Formation of stable inhibitory complexes of myosin subfragment 1 using fluoroscandium anions.

Evidence is presented that MgADP can be noncovalently trapped in myosin subfragment 1 in the presence of ScFx resulting in the concomitant loss of ATPase function. The rate of inactivation in the presence of MgCl2 at 25 degrees C is 8.7 M-1 s-1 which is too slow for a simple collisional mechanism and suggests that a subsequent slow isomerization step is responsible for formation of a stable tenary complex, S1.MgADP.ScFx in a manner analogous to that proposed for the Vi stabilized complex by Goodno (Goodno, C. C. (1979) Proc. Natl. Acad. Sci. U.S.A. 76, 2620-2624). It is also found that ADP can be trapped in subfragment 1 in the absence of MgCl2 indicating the formation of an S1.ADP.ScFx complex. The stability of these complexes at 4 degrees C was studied by following the loss of trapped [14C]ADP with a chase with ADP. The rate of nucleotide loss at 4 degrees C was biphasic for both complexes suggesting that the inhibitory complexes exist in two distinct states as previously proposed for the ternary complex stabilized by Vi (Mihashi, K., Ooi, A., and Hiratsuka, T. (1990) J. Biochem. (Tokyo) 107, 464-469).
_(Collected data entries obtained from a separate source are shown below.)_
use sea_orm::entity::prelude::*;
use serde::{Deserialize, Serialize};

/// Parked car lifecycle status. The write paths accept exactly these four
/// values; `retrieved_at` is stamped only on the transition to `Retrieved`.
#[derive(
    Debug, Clone, Copy, PartialEq, Eq, Hash, EnumIter, DeriveActiveEnum, Serialize, Deserialize,
)]
#[sea_orm(rs_type = "String", db_type = "Enum", enum_name = "park_status")]
#[serde(rename_all = "SCREAMING_SNAKE_CASE")]
pub enum ParkStatus {
    #[sea_orm(string_value = "PARKING")]
    Parking,
    #[sea_orm(string_value = "PARKED")]
    Parked,
    #[sea_orm(string_value = "RETRIEVE")]
    Retrieve,
    #[sea_orm(string_value = "RETRIEVED")]
    Retrieved,
}

impl ParkStatus {
    /// Parse a client-supplied status string, rejecting anything outside
    /// the four-value set.
    pub fn parse(value: &str) -> Option<Self> {
        match value {
            "PARKING" => Some(ParkStatus::Parking),
            "PARKED" => Some(ParkStatus::Parked),
            "RETRIEVE" => Some(ParkStatus::Retrieve),
            "RETRIEVED" => Some(ParkStatus::Retrieved),
            _ => None,
        }
    }
}

#[derive(Clone, Debug, PartialEq, DeriveEntityModel, Serialize, Deserialize)]
#[sea_orm(table_name = "parked_car")]
pub struct Model {
    #[sea_orm(primary_key, auto_increment = false)]
    pub id: Uuid,
    pub car_id: Uuid,
    pub user_id: Uuid,
    pub parking_spot_id: Uuid,
    pub driver_id: Option<Uuid>,
    pub status: ParkStatus,
    pub parked_pos: String,
    pub parked_at: DateTimeWithTimeZone,
    pub retrieved_at: Option<DateTimeWithTimeZone>,
    pub deleted: bool,
    pub created_at: DateTimeWithTimeZone,
    pub updated_at: DateTimeWithTimeZone,
}

#[derive(Copy, Clone, Debug, EnumIter, DeriveRelation)]
pub enum Relation {
    #[sea_orm(
        belongs_to = "super::car::Entity",
        from = "Column::CarId",
        to = "super::car::Column::Id"
    )]
    Car,
    #[sea_orm(
        belongs_to = "super::user::Entity",
        from = "Column::UserId",
        to = "super::user::Column::Id"
    )]
    User,
    #[sea_orm(
        belongs_to = "super::parking_spot::Entity",
        from = "Column::ParkingSpotId",
        to = "super::parking_spot::Column::Id"
    )]
    ParkingSpot,
    #[sea_orm(
        belongs_to = "super::driver::Entity",
        from = "Column::DriverId",
        to = "super::driver::Column::Id"
    )]
    Driver,
    #[sea_orm(has_many = "super::payment::Entity")]
    Payments,
}

impl Related<super::car::Entity> for Entity {
    fn to() -> RelationDef {
        Relation::Car.def()
    }
}

impl Related<super::user::Entity> for Entity {
    fn to() -> RelationDef {
        Relation::User.def()
    }
}

impl Related<super::parking_spot::Entity> for Entity {
    fn to() -> RelationDef {
        Relation::ParkingSpot.def()
    }
}

impl Related<super::driver::Entity> for Entity {
    fn to() -> RelationDef {
        Relation::Driver.def()
    }
}

impl Related<super::payment::Entity> for Entity {
    fn to() -> RelationDef {
        Relation::Payments.def()
    }
}

impl ActiveModelBehavior for ActiveModel {}

#[cfg(test)]
mod tests {
    use super::*;

    #[test]
    fn test_parse_accepts_the_four_statuses() {
        assert_eq!(ParkStatus::parse("PARKING"), Some(ParkStatus::Parking));
        assert_eq!(ParkStatus::parse("PARKED"), Some(ParkStatus::Parked));
        assert_eq!(ParkStatus::parse("RETRIEVE"), Some(ParkStatus::Retrieve));
        assert_eq!(ParkStatus::parse("RETRIEVED"), Some(ParkStatus::Retrieved));
    }

    #[test]
    fn test_parse_rejects_everything_else() {
        assert_eq!(ParkStatus::parse("parking"), None);
        assert_eq!(ParkStatus::parse("DONE"), None);
        assert_eq!(ParkStatus::parse(""), None);
    }
}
Formation of these complexes resulted in a marked enhancement of the intrinsic tryptophyl fluorescence suggesting that conformationally they may resemble the steady-state intermediate formed with MgATP. The failure to observe photolysis in the presence of excess Vi at sites associated with the ATP consensus sequence suggests that in these complexes ScFx occupies the site responsible for these cleavage reactions and that it is not displaced by the added Vi.